Scan the data. Collect each line that contains the word "Result".

## Material to process
+--

use serde::Serialize;
use std::fmt;
use std::str::FromStr;

/// Criticality toggle of the component views.
#[derive(Debug, Clone, Copy, Default, PartialEq, Eq, Serialize)]
#[serde(rename_all = "snake_case")]
pub enum CriticalityFilter {
    #[default]
    All,
    Critical,
    NotCritical,
}

impl CriticalityFilter {
    pub fn accepts(self, is_critical: bool) -> bool {
        match self {
            CriticalityFilter::All => true,
            CriticalityFilter::Critical => is_critical,
            CriticalityFilter::NotCritical => !is_critical,
        }
    }
}

impl FromStr for CriticalityFilter {
    type Err = String;

    fn from_str(s: &str) -> Result<Self, Self::Err> {
        match s.trim().to_lowercase().as_str() {
            "all" => Ok(CriticalityFilter::All),
            "critical" => Ok(CriticalityFilter::Critical),
            "not_critical" | "not-critical" => Ok(CriticalityFilter::NotCritical),
            _ => Err(format!(
                "Invalid criticality filter: {}. Please specify 'all', 'critical' or 'not_critical'",
                s
            )),
        }
    }
}

impl fmt::Display for CriticalityFilter {
    fn fmt(&self, f: &mut fmt::Formatter<'_>) -> fmt::Result {
        match self {
            CriticalityFilter::All => write!(f, "all"),
            CriticalityFilter::Critical => write!(f, "critical"),
            CriticalityFilter::NotCritical => write!(f, "not_critical"),
        }
    }
}

/// User-driven filter input shared by the installed tree and the inventory list.
#[derive(Debug, Clone, Default, PartialEq, Eq, Serialize)]
#[serde(rename_all = "camelCase")]
pub struct FilterCriteria {
    pub search_text: String,
    pub criticality: CriticalityFilter,
}

impl FilterCriteria {
    pub fn new(search_text: impl Into<String>, criticality: CriticalityFilter) -> Self {
        Self {
            search_text: search_text.into(),
            criticality,
        }
    }

    /// True when applying these criteria cannot remove anything.
    pub fn is_identity(&self) -> bool {
        self.search_text.trim().is_empty() && self.criticality == CriticalityFilter::All
    }
}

+--

## Answer box
    fn from_str(s: &str) -> Result<Self, Self::Err> {
    fn fmt(&self, f: &mut fmt::Formatter<'_>) -> fmt::Result {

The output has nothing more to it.